I suddenly, spontaneously started rereading Watership Down this week, after seeing this post from one of my favorite bloggers, Siderea.
You know how sometimes someone is so smart that you love them, and then they just keep being smarter and smarter until you almost hate them because you kind of envy their genius and being able to live in their own head where they know all this stuff and think all this stuff? Yeah, Siderea. It helps that her interests overlap with mine (psychology, books, Boston), but you should read her multi-part essay on the coordinative communication (among other things) in the US health care system, because it's brilliant.
I caution you, that post is actually a series of three post, and there is a LOT of content there.
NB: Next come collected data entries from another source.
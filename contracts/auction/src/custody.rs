use soroban_sdk::{contractclient, token, Address, Env};

/// Interface an item collection must expose for its items to be auctioned.
/// The collection enforces single ownership and requires `from` to authorize.
#[allow(dead_code)]
#[contractclient(name = "ItemCollectionClient")]
pub trait ItemCollection {
    fn transfer(env: Env, from: Address, to: Address, item_id: u64);
}

/// Moves an item from its owner into the contract's custody.
pub fn lock_item(env: &Env, item_type: &Address, owner: &Address, item_id: u64) {
    ItemCollectionClient::new(env, item_type).transfer(
        owner,
        &env.current_contract_address(),
        &item_id,
    );
}

/// Moves an item out of the contract's custody.
pub fn release_item(env: &Env, item_type: &Address, to: &Address, item_id: u64) {
    ItemCollectionClient::new(env, item_type).transfer(
        &env.current_contract_address(),
        to,
        &item_id,
    );
}

pub fn escrow_bid(env: &Env, token: &Address, bidder: &Address, amount: i128) {
    if amount > 0 {
        token::TokenClient::new(env, token).transfer(
            bidder,
            &env.current_contract_address(),
            &amount,
        );
    }
}

/// Pays out escrowed funds. Used both for outbid refunds and settlement.
pub fn release_funds(env: &Env, token: &Address, to: &Address, amount: i128) {
    if amount > 0 {
        token::TokenClient::new(env, token).transfer(
            &env.current_contract_address(),
            to,
            &amount,
        );
    }
}
use soroban_sdk::{contracttype, Address, String, Vec};

/// Maximum number of items a single auction can hold in custody.
pub const MAX_ITEMS: u32 = 255;

#[contracttype]
#[derive(Clone, Copy, Debug, Eq, PartialEq)]
pub enum AuctionStatus {
    Active = 0,
    Closed = 1,
}

/// Pricing rules fixed at creation.
#[contracttype]
#[derive(Clone, Debug, Eq, PartialEq)]
pub struct PricingPolicy {
    pub min_bid_increment: i128,
    pub reserve_price: i128,
    pub starting_price: i128,
}

/// The single live bid; its amount is held by the contract in escrow.
#[contracttype]
#[derive(Clone, Debug, Eq, PartialEq)]
pub struct Bid {
    pub bidder: Address,
    pub amount: i128,
    pub timestamp: u64,
}

/// Immutable history entry.
#[contracttype]
#[derive(Clone, Debug, Eq, PartialEq)]
pub struct BidRecord {
    pub bidder: Address,
    pub timestamp: u64,
    pub amount: i128,
}

impl From<&Bid> for BidRecord {
    fn from(bid: &Bid) -> Self {
        BidRecord {
            bidder: bid.bidder.clone(),
            timestamp: bid.timestamp,
            amount: bid.amount,
        }
    }
}

/// An item in auction custody. `item_type` is the address of the collection
/// contract the item belongs to.
#[contracttype]
#[derive(Clone, Debug, Eq, PartialEq)]
pub struct ItemEntry {
    pub item_id: u64,
    pub item_type: Address,
}

#[contracttype]
#[derive(Clone, Debug, Eq, PartialEq)]
pub struct Auction {
    pub id: u64,
    pub name: String,
    pub description: Option<String>,
    pub creator: Address,
    pub token: Address,
    pub start_ts: u64,
    pub end_ts: u64,
    pub pricing: PricingPolicy,
    pub items: Vec<ItemEntry>,
    pub status: AuctionStatus,
    pub manager_cap_id: u64,
}

/// Administrative rights over one auction.
#[contracttype]
#[derive(Clone, Debug, Eq, PartialEq)]
pub struct ManagerCap {
    pub id: u64,
    pub auction_id: u64,
    pub holder: Address,
}

/// Right to redeem one item from one auction. Claim caps are not stored one
/// by one: they are a view over the auction's `Settlement`.
#[contracttype]
#[derive(Clone, Debug, Eq, PartialEq)]
pub struct ClaimCap {
    pub id: u64,
    pub auction_id: u64,
    pub item_id: u64,
    pub item_type: Address,
    pub holder: Address,
}

/// Outcome of a close. Claim cap `first_cap_id + i` redeems `items[i]`.
/// Caps are held by `recipient` unless transferred, in which case the new
/// holder is stored under `StorageKey::ClaimHolder`.
#[contracttype]
#[derive(Clone, Debug, Eq, PartialEq)]
pub struct Settlement {
    pub auction_id: u64,
    pub recipient: Address,
    pub first_cap_id: u64,
    pub items: Vec<ItemEntry>,
    pub redeemed: Vec<u64>,
}

impl Settlement {
    /// Item named by `cap_id`, if the cap belongs to this settlement.
    pub fn item_for(&self, cap_id: u64) -> Option<ItemEntry> {
        let index = cap_id.checked_sub(self.first_cap_id)?;
        if index >= self.items.len() as u64 {
            return None;
        }
        self.items.get(index as u32)
    }

    pub fn is_redeemed(&self, cap_id: u64) -> bool {
        self.redeemed.contains(cap_id)
    }

    pub fn outstanding(&self) -> u32 {
        self.items.len() - self.redeemed.len()
    }
}

#[contracttype]
#[derive(Clone)]
pub enum StorageKey {
    ObjectCounter,
    Auction(u64),
    LiveBid(u64),
    BidCount(u64),
    BidRecord(u64, u32),
    ManagerCap(u64),
    Settlement(u64),
    ClaimHolder(u64),
}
I actually started just reading them, but as I went along, I realized I really, really wanted to read the book again, and I ended up doing it as a readalong, following each chapter with the relevant part of the post. Also, I kind of want to read King, Warrior, Magician, Lover, by Moore & Gilette, which she references frequently throughout the essay and which seems so on point.
So it seems I'm now reading Richard Adams' Watership Down again, and trying to convince my book club to read it, too, since I feel like this is meaty. Although I have to say, Siderea's theory that the first 65 pages are hard to get through doesn't fit with my experience of the book. I see her point, that the book is playing out a bigger story than "rabbits looking for a safe home," but you don't know that till later--that's all true. But I think the search-for-home story is plenty compelling in its own right; it's a ripping adventure story, and the fact that it gets astronomically more complex and beautiful after the beginning doesn't mean the beginning doesn't work on that first, frosting level of the layer cake.
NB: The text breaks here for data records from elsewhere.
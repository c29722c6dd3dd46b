use soroban_sdk::{contractevent, Address};

/// Event emitted when an auction is published
#[contractevent]
#[derive(Clone, Debug, Eq, PartialEq)]
pub struct AuctionCreated {
    #[topic]
    pub auction_id: u64,
    #[topic]
    pub creator: Address,
    pub manager_cap_id: u64,
    pub start_ts: u64,
    pub end_ts: u64,
}

/// Event emitted when an item enters auction custody
#[contractevent]
#[derive(Clone, Debug, Eq, PartialEq)]
pub struct ItemAdded {
    #[topic]
    pub auction_id: u64,
    pub item_type: Address,
    pub item_id: u64,
}

/// Event emitted when a bid becomes the live bid
#[contractevent]
#[derive(Clone, Debug, Eq, PartialEq)]
pub struct BidPlaced {
    #[topic]
    pub auction_id: u64,
    #[topic]
    pub bidder: Address,
    pub amount: i128,
    pub timestamp: u64,
}

/// Event emitted when an outbid bidder is refunded
#[contractevent]
#[derive(Clone, Debug, Eq, PartialEq)]
pub struct BidRefunded {
    #[topic]
    pub auction_id: u64,
    #[topic]
    pub bidder: Address,
    pub amount: i128,
}

/// Event emitted once per close for the whole block of claim caps
/// `first_cap_id..first_cap_id + count`
#[contractevent]
#[derive(Clone, Debug, Eq, PartialEq)]
pub struct ClaimCapsIssued {
    #[topic]
    pub auction_id: u64,
    #[topic]
    pub holder: Address,
    pub first_cap_id: u64,
    pub count: u32,
}

/// Event emitted once when the manager closes the auction
#[contractevent]
#[derive(Clone, Debug, Eq, PartialEq)]
pub struct AuctionClosed {
    #[topic]
    pub auction_id: u64,
    pub winner: Option<Address>,
    pub recipient: Address,
    pub proceeds: i128,
}

#[contractevent]
#[derive(Clone, Debug, Eq, PartialEq)]
pub struct ItemClaimed {
    #[topic]
    pub auction_id: u64,
    #[topic]
    pub claimant: Address,
    pub item_type: Address,
    pub item_id: u64,
}

#[contractevent]
#[derive(Clone, Debug, Eq, PartialEq)]
pub struct CapTransferred {
    #[topic]
    pub cap_id: u64,
    pub from: Address,
    pub to: Address,
}

#[contractevent]
#[derive(Clone, Debug, Eq, PartialEq)]
pub struct AuctionDestroyed {
    #[topic]
    pub auction_id: u64,
}
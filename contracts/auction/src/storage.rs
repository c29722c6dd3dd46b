use crate::types::{Auction, Bid, BidRecord, ManagerCap, Settlement, StorageKey};
use soroban_sdk::{Address, Env, Vec};

const DAY_IN_LEDGERS: u32 = 17280;
const PERSISTENT_TTL_AMOUNT: u32 = 90 * DAY_IN_LEDGERS;
const PERSISTENT_TTL_THRESHOLD: u32 = PERSISTENT_TTL_AMOUNT - DAY_IN_LEDGERS;
const INSTANCE_TTL_AMOUNT: u32 = 30 * DAY_IN_LEDGERS;
const INSTANCE_TTL_THRESHOLD: u32 = INSTANCE_TTL_AMOUNT - DAY_IN_LEDGERS;

fn bump(env: &Env, key: &StorageKey) {
    env.storage()
        .persistent()
        .extend_ttl(key, PERSISTENT_TTL_THRESHOLD, PERSISTENT_TTL_AMOUNT);
}

// ========== Identity minting ==========

/// Mints a fresh identity. Auctions and capabilities share one counter, so an
/// id never names two different records.
pub fn next_object_id(env: &Env) -> u64 {
    reserve_object_ids(env, 1)
}

/// Reserves `count` consecutive identities and returns the first one.
pub fn reserve_object_ids(env: &Env, count: u32) -> u64 {
    let last = env
        .storage()
        .instance()
        .get::<_, u64>(&StorageKey::ObjectCounter)
        .unwrap_or(0);
    env.storage()
        .instance()
        .set(&StorageKey::ObjectCounter, &(last + count as u64));
    env.storage()
        .instance()
        .extend_ttl(INSTANCE_TTL_THRESHOLD, INSTANCE_TTL_AMOUNT);
    last + 1
}

// ========== Auctions ==========

pub fn get_auction(env: &Env, auction_id: u64) -> Option<Auction> {
    let key = StorageKey::Auction(auction_id);
    let auction = env.storage().persistent().get::<_, Auction>(&key);
    if auction.is_some() {
        bump(env, &key);
    }
    auction
}

pub fn save_auction(env: &Env, auction: &Auction) {
    let key = StorageKey::Auction(auction.id);
    env.storage().persistent().set(&key, auction);
    bump(env, &key);
}

/// Deletes the auction record, its live bid slot and bid counter. Bid
/// records themselves are left to expire with their TTL.
pub fn remove_auction(env: &Env, auction_id: u64) {
    env.storage()
        .persistent()
        .remove(&StorageKey::Auction(auction_id));
    env.storage()
        .persistent()
        .remove(&StorageKey::LiveBid(auction_id));
    env.storage()
        .persistent()
        .remove(&StorageKey::BidCount(auction_id));
    env.storage()
        .persistent()
        .remove(&StorageKey::Settlement(auction_id));
}

// ========== Live bid ==========

pub fn get_live_bid(env: &Env, auction_id: u64) -> Option<Bid> {
    let key = StorageKey::LiveBid(auction_id);
    let bid = env.storage().persistent().get::<_, Bid>(&key);
    if bid.is_some() {
        bump(env, &key);
    }
    bid
}

pub fn set_live_bid(env: &Env, auction_id: u64, bid: &Bid) {
    let key = StorageKey::LiveBid(auction_id);
    env.storage().persistent().set(&key, bid);
    bump(env, &key);
}

/// Clears the live bid slot, returning what it held.
pub fn take_live_bid(env: &Env, auction_id: u64) -> Option<Bid> {
    let bid = get_live_bid(env, auction_id);
    if bid.is_some() {
        env.storage()
            .persistent()
            .remove(&StorageKey::LiveBid(auction_id));
    }
    bid
}

// ========== Bid history ==========

pub fn get_bid_count(env: &Env, auction_id: u64) -> u32 {
    let key = StorageKey::BidCount(auction_id);
    match env.storage().persistent().get(&key) {
        Some(count) => {
            bump(env, &key);
            count
        }
        None => 0,
    }
}

/// One entry per record, so appending never rewrites earlier history.
pub fn append_bid_record(env: &Env, auction_id: u64, record: &BidRecord) {
    let index = get_bid_count(env, auction_id);

    let record_key = StorageKey::BidRecord(auction_id, index);
    env.storage().persistent().set(&record_key, record);
    bump(env, &record_key);

    let count_key = StorageKey::BidCount(auction_id);
    env.storage().persistent().set(&count_key, &(index + 1));
    bump(env, &count_key);
}

/// Up to `limit` records starting at index `start`, oldest first.
pub fn get_bid_history(env: &Env, auction_id: u64, start: u32, limit: u32) -> Vec<BidRecord> {
    let count = get_bid_count(env, auction_id);
    let end = start.saturating_add(limit).min(count);

    let mut records = Vec::new(env);
    for index in start..end {
        let key = StorageKey::BidRecord(auction_id, index);
        if let Some(record) = env.storage().persistent().get::<_, BidRecord>(&key) {
            bump(env, &key);
            records.push_back(record);
        }
    }
    records
}

// ========== Manager capabilities ==========

pub fn get_manager_cap(env: &Env, cap_id: u64) -> Option<ManagerCap> {
    let key = StorageKey::ManagerCap(cap_id);
    let cap = env.storage().persistent().get::<_, ManagerCap>(&key);
    if cap.is_some() {
        bump(env, &key);
    }
    cap
}

pub fn save_manager_cap(env: &Env, cap: &ManagerCap) {
    let key = StorageKey::ManagerCap(cap.id);
    env.storage().persistent().set(&key, cap);
    bump(env, &key);
}

pub fn remove_manager_cap(env: &Env, cap_id: u64) {
    env.storage()
        .persistent()
        .remove(&StorageKey::ManagerCap(cap_id));
}

// ========== Settlements ==========

pub fn get_settlement(env: &Env, auction_id: u64) -> Option<Settlement> {
    let key = StorageKey::Settlement(auction_id);
    let settlement = env.storage().persistent().get::<_, Settlement>(&key);
    if settlement.is_some() {
        bump(env, &key);
    }
    settlement
}

/// Stores the settlement while it still has unredeemed caps and deletes it
/// once the last one is redeemed.
pub fn save_settlement(env: &Env, settlement: &Settlement) {
    let key = StorageKey::Settlement(settlement.auction_id);
    if settlement.outstanding() == 0 {
        env.storage().persistent().remove(&key);
    } else {
        env.storage().persistent().set(&key, settlement);
        bump(env, &key);
    }
}

pub fn get_claim_holder(env: &Env, cap_id: u64) -> Option<Address> {
    let key = StorageKey::ClaimHolder(cap_id);
    let holder = env.storage().persistent().get::<_, Address>(&key);
    if holder.is_some() {
        bump(env, &key);
    }
    holder
}

pub fn set_claim_holder(env: &Env, cap_id: u64, holder: &Address) {
    let key = StorageKey::ClaimHolder(cap_id);
    env.storage().persistent().set(&key, holder);
    bump(env, &key);
}

pub fn remove_claim_holder(env: &Env, cap_id: u64) {
    env.storage()
        .persistent()
        .remove(&StorageKey::ClaimHolder(cap_id));
}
I grew up watching the animated movie (which is super violent, by the way, and not for very little kids), so I remember this story from my very earliest childhood. It's a great movie, with some amazing voice actors, and does a very impressive job of world building, which is always so much harder in a movie where exposition-dumps are tricky to pull off.
This is a gorgeous story. That post is a fascinating read. I'm so glad this hopped back into my hands after all these years. Book club, please join me!
(Oh, wait, pun not intended, but I just saw it and dammit, I'm leaving it in!)
1 comment:
I read this for the first time on audiobook last year and I must say, I really didn't like the book much at all. It was SO long and the whole lack of women and then the search for women so that they could just spread the seed - that was hard to take.